As of today, the stock closed at $3.73, which is approximately 25% of it’s 52W high value
The bond (there is only 1 bond outstanding, a 6.25% maturing on 8/1/24 that is now officially defaulted) is currently trading at 7 cents on the dollar.
So there seems to be an extreme disconnect in the relative value here. Any resolution to the current bankruptcy situation that leaves shareholders with any real value left would mean bondholders are likely made whole. The stock seems to be getting pumped right now for no real good reason while the bond value remains relatively low (this kind of makes sense, since bonds don’t really get pumped).
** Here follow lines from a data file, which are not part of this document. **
use axum::http::StatusCode;
use axum::response::{IntoResponse, Response};
use thiserror::Error;

use crate::store::StoreError;

#[derive(Error, Debug)]
pub enum ApiError {
    #[error("invalid request: {0}")]
    InvalidRequest(String),

    #[error("no such method: {0}")]
    MethodNotFound(String),

    #[error("check failed: {0}")]
    CheckFailed(String),

    #[error(transparent)]
    Store(#[from] StoreError),
}

impl IntoResponse for ApiError {
    fn into_response(self) -> Response {
        let status = match &self {
            ApiError::InvalidRequest(_) => StatusCode::BAD_REQUEST,
            ApiError::MethodNotFound(_) => StatusCode::NOT_FOUND,
            ApiError::CheckFailed(_) => StatusCode::INTERNAL_SERVER_ERROR,
            ApiError::Store(StoreError::KeyNotFound(_)) => StatusCode::NOT_FOUND,
            ApiError::Store(StoreError::InvalidArgument(_)) => StatusCode::BAD_REQUEST,
            ApiError::Store(StoreError::Timeout(_)) => StatusCode::GATEWAY_TIMEOUT,
            ApiError::Store(_) => StatusCode::SERVICE_UNAVAILABLE,
        };

        let body = serde_json::json!({
            "error": self.to_string(),
        });

        (status, axum::Json(body)).into_response()
    }
}
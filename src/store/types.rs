use std::time::{Duration, SystemTime};

use serde::{Deserialize, Serialize};

/// A single stored record. Keys are unique within one table; the value is an
/// opaque byte sequence and may be empty.
#[derive(Debug, Clone, PartialEq, Serialize, Deserialize)]
pub struct Record {
    pub key: String,
    pub value: Vec<u8>,
    pub expires_at: Option<u64>, // Unix nanos, None = never expires
}

impl Record {
    pub fn new(key: String, value: Vec<u8>, ttl: Option<Duration>) -> Self {
        let expires_at = ttl.map(|ttl| now_nanos() + ttl.as_nanos() as u64);

        Self {
            key,
            value,
            expires_at,
        }
    }

    pub fn is_expired(&self) -> bool {
        match self.expires_at {
            Some(expiry) => now_nanos() > expiry,
            None => false,
        }
    }
}

pub fn now_nanos() -> u64 {
    SystemTime::now()
        .duration_since(SystemTime::UNIX_EPOCH)
        .expect("system clock before Unix epoch")
        .as_nanos() as u64
}

#[derive(Debug, Clone, Default)]
pub struct WriteOptions {
    /// Converted to an absolute expiry at write time.
    pub ttl: Option<Duration>,
}

#[derive(Debug, Clone, Default)]
pub struct ReadOptions {
    /// Match every key starting with the given key instead of the key alone.
    pub prefix: bool,
    /// Zero or unset means no cap.
    pub limit: Option<u64>,
    pub offset: u64,
}

#[derive(Debug, Clone, Default)]
pub struct ListOptions {
    pub prefix: Option<String>,
    /// Zero or unset means no cap.
    pub limit: Option<u64>,
    pub offset: u64,
}

#[derive(Debug, Clone, Copy, PartialEq, Eq, Deserialize)]
#[serde(rename_all = "lowercase")]
pub enum BackendKind {
    Memory,
    File,
}

#[derive(Debug, Clone, Deserialize)]
pub struct StoreConfig {
    pub backend: BackendKind,
    pub data_dir: String,
    pub default_table: String,
    pub reap_interval_ms: u64,
    pub request_timeout_secs: Option<u64>,
    pub max_log_bytes: u64,
}

impl Default for StoreConfig {
    fn default() -> Self {
        Self {
            backend: BackendKind::Memory,
            data_dir: "data".to_string(),
            default_table: "default".to_string(),
            reap_interval_ms: 500,
            request_timeout_secs: Some(15),
            max_log_bytes: 128 * 1024 * 1024, // 128 MB
        }
    }
}
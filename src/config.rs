use serde::Deserialize;

use crate::store::StoreConfig;

#[derive(Debug, Clone, Deserialize)]
pub struct AppConfig {
    pub store: StoreConfig,
    pub server: ServerConfig,
}

#[derive(Debug, Clone, Deserialize)]
pub struct ServerConfig {
    pub api_addr: String,
    pub metrics_addr: String,
    pub health_addr: String,
}
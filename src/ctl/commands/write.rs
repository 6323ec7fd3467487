use clap::Args;

use crate::ctl::client::ApiClient;
use crate::ctl::types::CtlError;

#[derive(Args)]
pub struct WriteArgs {
    key: String,

    value: String,

    /// Expire the record after this many seconds
    #[arg(long)]
    ttl: Option<u64>,
}

pub async fn run(client: &ApiClient, args: WriteArgs) -> Result<(), CtlError> {
    // Success is silent
    client.write(&args.key, args.value.as_bytes(), args.ttl).await
}
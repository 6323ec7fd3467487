use std::sync::Arc;

use tokio::signal;
use tracing::info;

use crate::store::Store;

pub struct ServerHandle {
    pub api_handle: tokio::task::JoinHandle<()>,
    pub store: Arc<Store>,
}

impl ServerHandle {
    pub async fn wait_for_shutdown(self) {
        tokio::select! {
            _ = signal::ctrl_c() => {
                info!("received Ctrl+C, shutting down...");
            }
            _ = terminate() => {
                info!("received SIGTERM, shutting down...");
            }
        }

        // Stop the reaper before tearing down the API
        self.store.shutdown();

        self.api_handle.abort();
        let _ = self.api_handle.await;

        info!("server shutdown complete");
    }
}

async fn terminate() {
    signal::unix::signal(signal::unix::SignalKind::terminate())
        .expect("failed to install SIGTERM handler")
        .recv()
        .await;
}
use thiserror::Error;

#[derive(Error, Debug)]
pub enum CtlError {
    // Message reported by the server, passed through verbatim so "not found"
    // reaches the terminal.
    #[error("{0}")]
    Server(String),

    #[error("HTTP error: {0}")]
    Http(#[from] reqwest::Error),

    #[error("invalid response: {0}")]
    InvalidResponse(String),

    #[error("invalid argument: {0}")]
    InvalidArgument(String),
}
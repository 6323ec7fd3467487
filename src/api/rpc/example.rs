//! Self-check methods of the deployed example service. Each one drives the
//! store through its programmatic API and fails the call when an observable
//! contract is violated, so a remote caller can probe a running deployment.

use std::time::Duration;

use tokio::time::sleep;

use crate::api::error::ApiError;
use crate::store::{ListOptions, ReadOptions, Store, StoreError, WriteOptions};

const TABLE: &str = "example";

fn check(cond: bool, msg: &str) -> Result<(), ApiError> {
    if cond {
        Ok(())
    } else {
        Err(ApiError::CheckFailed(msg.to_string()))
    }
}

/// Clear the scratch table so reruns start from a known state.
async fn reset(store: &Store) -> Result<(), ApiError> {
    let keys = store.list(Some(TABLE), ListOptions::default()).await?;
    for key in keys {
        store.delete(Some(TABLE), &key).await?;
    }
    Ok(())
}

/// A record written with a TTL must disappear from read, prefix read and
/// list once the TTL elapses, while TTL-less records stay.
pub async fn test_expiry(store: &Store) -> Result<(), ApiError> {
    reset(store).await?;

    store
        .write(
            Some(TABLE),
            "expires",
            b"ephemeral".to_vec(),
            WriteOptions {
                ttl: Some(Duration::from_secs(1)),
            },
        )
        .await?;
    store
        .write(Some(TABLE), "stays", b"durable".to_vec(), WriteOptions::default())
        .await?;

    let records = store
        .read(Some(TABLE), "expires", ReadOptions::default())
        .await?;
    check(records.len() == 1, "record unreadable before its TTL elapsed")?;

    sleep(Duration::from_millis(1500)).await;

    match store.read(Some(TABLE), "expires", ReadOptions::default()).await {
        Err(StoreError::KeyNotFound(_)) => {}
        Ok(_) => return Err(ApiError::CheckFailed("expired record still readable".to_string())),
        Err(e) => return Err(e.into()),
    }

    let records = store
        .read(
            Some(TABLE),
            "",
            ReadOptions {
                prefix: true,
                ..ReadOptions::default()
            },
        )
        .await?;
    check(
        records.iter().all(|r| r.key != "expires"),
        "expired record surfaced by prefix read",
    )?;

    let keys = store.list(Some(TABLE), ListOptions::default()).await?;
    check(!keys.contains(&"expires".to_string()), "expired record surfaced by list")?;
    check(keys.contains(&"stays".to_string()), "TTL-less record vanished")?;

    Ok(())
}

/// List returns every live key in ascending order.
pub async fn test_list(store: &Store) -> Result<(), ApiError> {
    reset(store).await?;

    for i in 0..5 {
        store
            .write(
                Some(TABLE),
                &format!("key{i:02}"),
                format!("val{i}").into_bytes(),
                WriteOptions::default(),
            )
            .await?;
    }

    let keys = store.list(Some(TABLE), ListOptions::default()).await?;
    check(keys.len() == 5, "list missed records")?;

    let expected: Vec<String> = (0..5).map(|i| format!("key{i:02}")).collect();
    check(keys == expected, "list out of key order")?;

    Ok(())
}

/// A limited list is a prefix of the full ordered listing, and limit zero
/// means no cap.
pub async fn test_list_limit(store: &Store) -> Result<(), ApiError> {
    reset(store).await?;

    for i in 0..10 {
        store
            .write(
                Some(TABLE),
                &format!("key{i:02}"),
                Vec::new(),
                WriteOptions::default(),
            )
            .await?;
    }

    let full = store.list(Some(TABLE), ListOptions::default()).await?;
    check(full.len() == 10, "list missed records")?;

    for limit in [1u64, 3, 10, 25] {
        let page = store
            .list(
                Some(TABLE),
                ListOptions {
                    limit: Some(limit),
                    ..ListOptions::default()
                },
            )
            .await?;
        let want = &full[..(limit as usize).min(full.len())];
        check(page == want, &format!("limit={limit} returned the wrong slice"))?;
    }

    let uncapped = store
        .list(
            Some(TABLE),
            ListOptions {
                limit: Some(0),
                ..ListOptions::default()
            },
        )
        .await?;
    check(uncapped == full, "limit=0 should mean no cap")?;

    Ok(())
}

/// Offset skips matches; an offset past the end is empty, not an error, and
/// limit and offset compose into the `[O..O+L]` slice of the full listing.
pub async fn test_list_offset(store: &Store) -> Result<(), ApiError> {
    reset(store).await?;

    for i in 0..10 {
        store
            .write(
                Some(TABLE),
                &format!("key{i:02}"),
                Vec::new(),
                WriteOptions::default(),
            )
            .await?;
    }

    let full = store.list(Some(TABLE), ListOptions::default()).await?;

    for offset in [0u64, 3, 9, 10, 50] {
        let page = store
            .list(
                Some(TABLE),
                ListOptions {
                    offset,
                    ..ListOptions::default()
                },
            )
            .await?;
        let want = &full[(offset as usize).min(full.len())..];
        check(page == want, &format!("offset={offset} returned the wrong slice"))?;
    }

    let window = store
        .list(
            Some(TABLE),
            ListOptions {
                limit: Some(4),
                offset: 3,
                ..ListOptions::default()
            },
        )
        .await?;
    check(window == full[3..7], "limit and offset did not compose")?;

    Ok(())
}
use base64::Engine;
use clap::Args;

use crate::api::rest::types::RecordPayload;
use crate::ctl::client::ApiClient;
use crate::ctl::types::CtlError;

#[derive(Args)]
pub struct ReadArgs {
    /// Key to read, or key prefix with --prefix
    key: String,

    /// Match every key starting with the given key
    #[arg(long)]
    prefix: bool,

    /// Print keys and expiry alongside values
    #[arg(short, long)]
    verbose: bool,

    /// Maximum number of records to return
    #[arg(long)]
    limit: Option<u64>,

    /// Number of matching records to skip
    #[arg(long, default_value_t = 0)]
    offset: u64,
}

pub async fn run(client: &ApiClient, args: ReadArgs) -> Result<(), CtlError> {
    let records = client
        .read(&args.key, args.prefix, args.limit, args.offset)
        .await?;

    for record in records {
        print_record(&record, args.verbose)?;
    }
    Ok(())
}

fn print_record(record: &RecordPayload, verbose: bool) -> Result<(), CtlError> {
    let value = base64::engine::general_purpose::STANDARD
        .decode(&record.value)
        .map_err(|_| CtlError::InvalidResponse("value is not valid base64".to_string()))?;
    let value = String::from_utf8_lossy(&value);

    if verbose {
        let expiry = match record.expires_at {
            Some(nanos) => chrono::DateTime::from_timestamp_nanos(nanos as i64).to_rfc3339(),
            None => "-".to_string(),
        };
        println!("{} {} {}", record.key, value, expiry);
    } else {
        println!("{}", value);
    }
    Ok(())
}
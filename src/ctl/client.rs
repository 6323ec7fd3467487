use std::time::Duration;

use base64::Engine;

use crate::api::rest::types::{ListResponse, ReadResponse, RecordPayload};
use crate::ctl::types::CtlError;

/// HTTP client for the tablekv API, shared by all subcommands.
pub struct ApiClient {
    http: reqwest::Client,
    base: String,
    table: Option<String>,
}

impl ApiClient {
    pub fn new(server: &str, table: Option<String>, timeout: Duration) -> Result<Self, CtlError> {
        let http = reqwest::Client::builder().timeout(timeout).build()?;

        Ok(Self {
            http,
            base: server.trim_end_matches('/').to_string(),
            table,
        })
    }

    pub async fn read(
        &self,
        key: &str,
        prefix: bool,
        limit: Option<u64>,
        offset: u64,
    ) -> Result<Vec<RecordPayload>, CtlError> {
        let mut query = vec![
            ("key".to_string(), key.to_string()),
            ("prefix".to_string(), prefix.to_string()),
            ("offset".to_string(), offset.to_string()),
        ];
        if let Some(limit) = limit {
            query.push(("limit".to_string(), limit.to_string()));
        }
        if let Some(table) = &self.table {
            query.push(("table".to_string(), table.clone()));
        }

        let resp = self
            .http
            .get(format!("{}/v1/read", self.base))
            .query(&query)
            .send()
            .await?;
        let resp = expect_ok(resp).await?;

        let body: ReadResponse = resp.json().await?;
        Ok(body.records)
    }

    pub async fn write(&self, key: &str, value: &[u8], ttl: Option<u64>) -> Result<(), CtlError> {
        let body = serde_json::json!({
            "key": key,
            "value": base64::engine::general_purpose::STANDARD.encode(value),
            "ttl": ttl,
            "table": self.table,
        });

        let resp = self
            .http
            .post(format!("{}/v1/write", self.base))
            .json(&body)
            .send()
            .await?;
        expect_ok(resp).await?;
        Ok(())
    }

    pub async fn delete(&self, key: &str) -> Result<(), CtlError> {
        let body = serde_json::json!({
            "key": key,
            "table": self.table,
        });

        let resp = self
            .http
            .post(format!("{}/v1/delete", self.base))
            .json(&body)
            .send()
            .await?;
        expect_ok(resp).await?;
        Ok(())
    }

    pub async fn list(
        &self,
        prefix: Option<&str>,
        limit: Option<u64>,
        offset: u64,
    ) -> Result<Vec<String>, CtlError> {
        let mut query = vec![("offset".to_string(), offset.to_string())];
        if let Some(prefix) = prefix {
            query.push(("prefix".to_string(), prefix.to_string()));
        }
        if let Some(limit) = limit {
            query.push(("limit".to_string(), limit.to_string()));
        }
        if let Some(table) = &self.table {
            query.push(("table".to_string(), table.clone()));
        }

        let resp = self
            .http
            .get(format!("{}/v1/list", self.base))
            .query(&query)
            .send()
            .await?;
        let resp = expect_ok(resp).await?;

        let body: ListResponse = resp.json().await?;
        Ok(body.keys)
    }
}

async fn expect_ok(resp: reqwest::Response) -> Result<reqwest::Response, CtlError> {
    if resp.status().is_success() {
        return Ok(resp);
    }

    let body: serde_json::Value = resp.json().await.unwrap_or_default();
    let message = body
        .get("error")
        .and_then(|v| v.as_str())
        .unwrap_or("unknown server error")
        .to_string();
    Err(CtlError::Server(message))
}
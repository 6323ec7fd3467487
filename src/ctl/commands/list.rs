use clap::Args;

use crate::ctl::client::ApiClient;
use crate::ctl::types::CtlError;

#[derive(Args)]
pub struct ListArgs {
    /// Only list keys starting with this prefix
    #[arg(long)]
    prefix: Option<String>,

    /// Maximum number of keys to return
    #[arg(long)]
    limit: Option<u64>,

    /// Number of matching keys to skip
    #[arg(long, default_value_t = 0)]
    offset: u64,
}

pub async fn run(client: &ApiClient, args: ListArgs) -> Result<(), CtlError> {
    let keys = client
        .list(args.prefix.as_deref(), args.limit, args.offset)
        .await?;

    for key in keys {
        println!("{}", key);
    }
    Ok(())
}
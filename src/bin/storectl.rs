use std::process;

use clap::Parser;

use tablekv::ctl::StoreCtl;

#[tokio::main]
async fn main() {
    tracing_subscriber::fmt()
        .with_env_filter(tracing_subscriber::EnvFilter::from_default_env())
        .init();

    let cli = StoreCtl::parse();

    if let Err(e) = cli.run().await {
        eprintln!("Error: {}", e);
        process::exit(1);
    }
}
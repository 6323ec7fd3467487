use std::collections::BTreeMap;
use std::ops::Bound;

use async_trait::async_trait;
use dashmap::DashMap;
use parking_lot::RwLock;

use crate::store::backend::Backend;
use crate::store::error::StoreError;
use crate::store::types::Record;

/// Reference backend. Each table is an ordered map behind its own lock, so
/// writes to one key are atomic whole-record replacements and scans come out
/// in key order for free.
#[derive(Debug, Default)]
pub struct MemoryBackend {
    tables: DashMap<String, RwLock<BTreeMap<String, Record>>>,
}

impl MemoryBackend {
    pub fn new() -> Self {
        Self {
            tables: DashMap::new(),
        }
    }

    fn with_table<T>(&self, table: &str, f: impl FnOnce(&RwLock<BTreeMap<String, Record>>) -> T) -> T {
        let entry = self
            .tables
            .entry(table.to_string())
            .or_insert_with(|| RwLock::new(BTreeMap::new()));
        f(entry.value())
    }
}

fn prefix_range<'a>(
    map: &'a BTreeMap<String, Record>,
    prefix: &str,
) -> impl Iterator<Item = (&'a String, &'a Record)> + 'a {
    let prefix = prefix.to_string();
    map.range::<String, _>((Bound::Included(prefix.clone()), Bound::Unbounded))
        .take_while(move |(k, _)| k.starts_with(&prefix))
}

#[async_trait]
impl Backend for MemoryBackend {
    async fn write(&self, table: &str, record: Record) -> Result<(), StoreError> {
        self.with_table(table, |t| {
            t.write().insert(record.key.clone(), record);
        });
        Ok(())
    }

    async fn read(&self, table: &str, key: &str) -> Result<Option<Record>, StoreError> {
        Ok(self.with_table(table, |t| t.read().get(key).cloned()))
    }

    async fn read_prefix(&self, table: &str, prefix: &str) -> Result<Vec<Record>, StoreError> {
        Ok(self.with_table(table, |t| {
            let map = t.read();
            prefix_range(&map, prefix).map(|(_, r)| r.clone()).collect()
        }))
    }

    async fn list(&self, table: &str, prefix: &str) -> Result<Vec<String>, StoreError> {
        Ok(self.with_table(table, |t| {
            let map = t.read();
            prefix_range(&map, prefix)
                .filter(|(_, r)| !r.is_expired())
                .map(|(k, _)| k.clone())
                .collect()
        }))
    }

    async fn delete(&self, table: &str, key: &str) -> Result<(), StoreError> {
        self.with_table(table, |t| {
            t.write().remove(key);
        });
        Ok(())
    }
}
If the acquisition rumors pan out, if shareholders receive anything more than a few cents, the bonds will likely be made whole as well (for one, the bond has a change of control covenant, even if that’s waived the fact a large financially stable company is taking over the debt would make it worth close to par).
I put on a trade for this which involved selling around 50 contracts of naked calls at 2.5 and 5 strikes for varying months, and buying 30K par value of the bonds (1K par value costs about $70 to buy right now).
So the likely possible outcomes for this trade are:
- Bankruptcy case proceeds, shareholders are likely wiped out, bondholders get a piece of the company. (Probably not a very large piece though, there are secured creditors that are higher on the pecking order than this unsecured bond)
- Bankruptcy case proceeds, shareholders retain a substantial amount of equity, bondholders are made whole (or close to it). This case seems extremely unlikely given the economic climate and the fact the company’s insolvent
- Buyout occurs where shareholders receive something more than a few cents for their stock. Bondholders are likely made whole
- Buyout occurs where shareholders receive close to nothing (or nothing), creditors agree to settle for less than what they’re owed because it’s better than what they’d likely receive through bankruptcy. This scenario is a reasonable possibility because 1 holder owns 85% of the stock. If they agree to it then public shareholders get no say (kind of like how RDBX’s controlling shareholder agreed to that awful merger, because otherwise the company is probably going to go bankrupt)
By shorting calls and buying bonds, the bonds are heavily favored in pretty much all these situations in the long run. The obvious big risk is that the stock pumps in the short run while the bond doesn’t follow. (The good old saying, the market can be irrational longer than you can stay solvent applies here). It’s highly unlikely that any acquisition would occur at a price more than a few dollars per share especially in this market, and the unique situation that occurred with the Hertz bankruptcy doesn’t really apply here because Revlon doesn’t have a fleet of cars that’s appreciating in value to sell, so it’s unlikely that shareholders would leave bankruptcy proceedings with much.
Any bankruptcy play is extremely high risk, and I don’t fully understand all aspects of it either, I’m learning as I go here.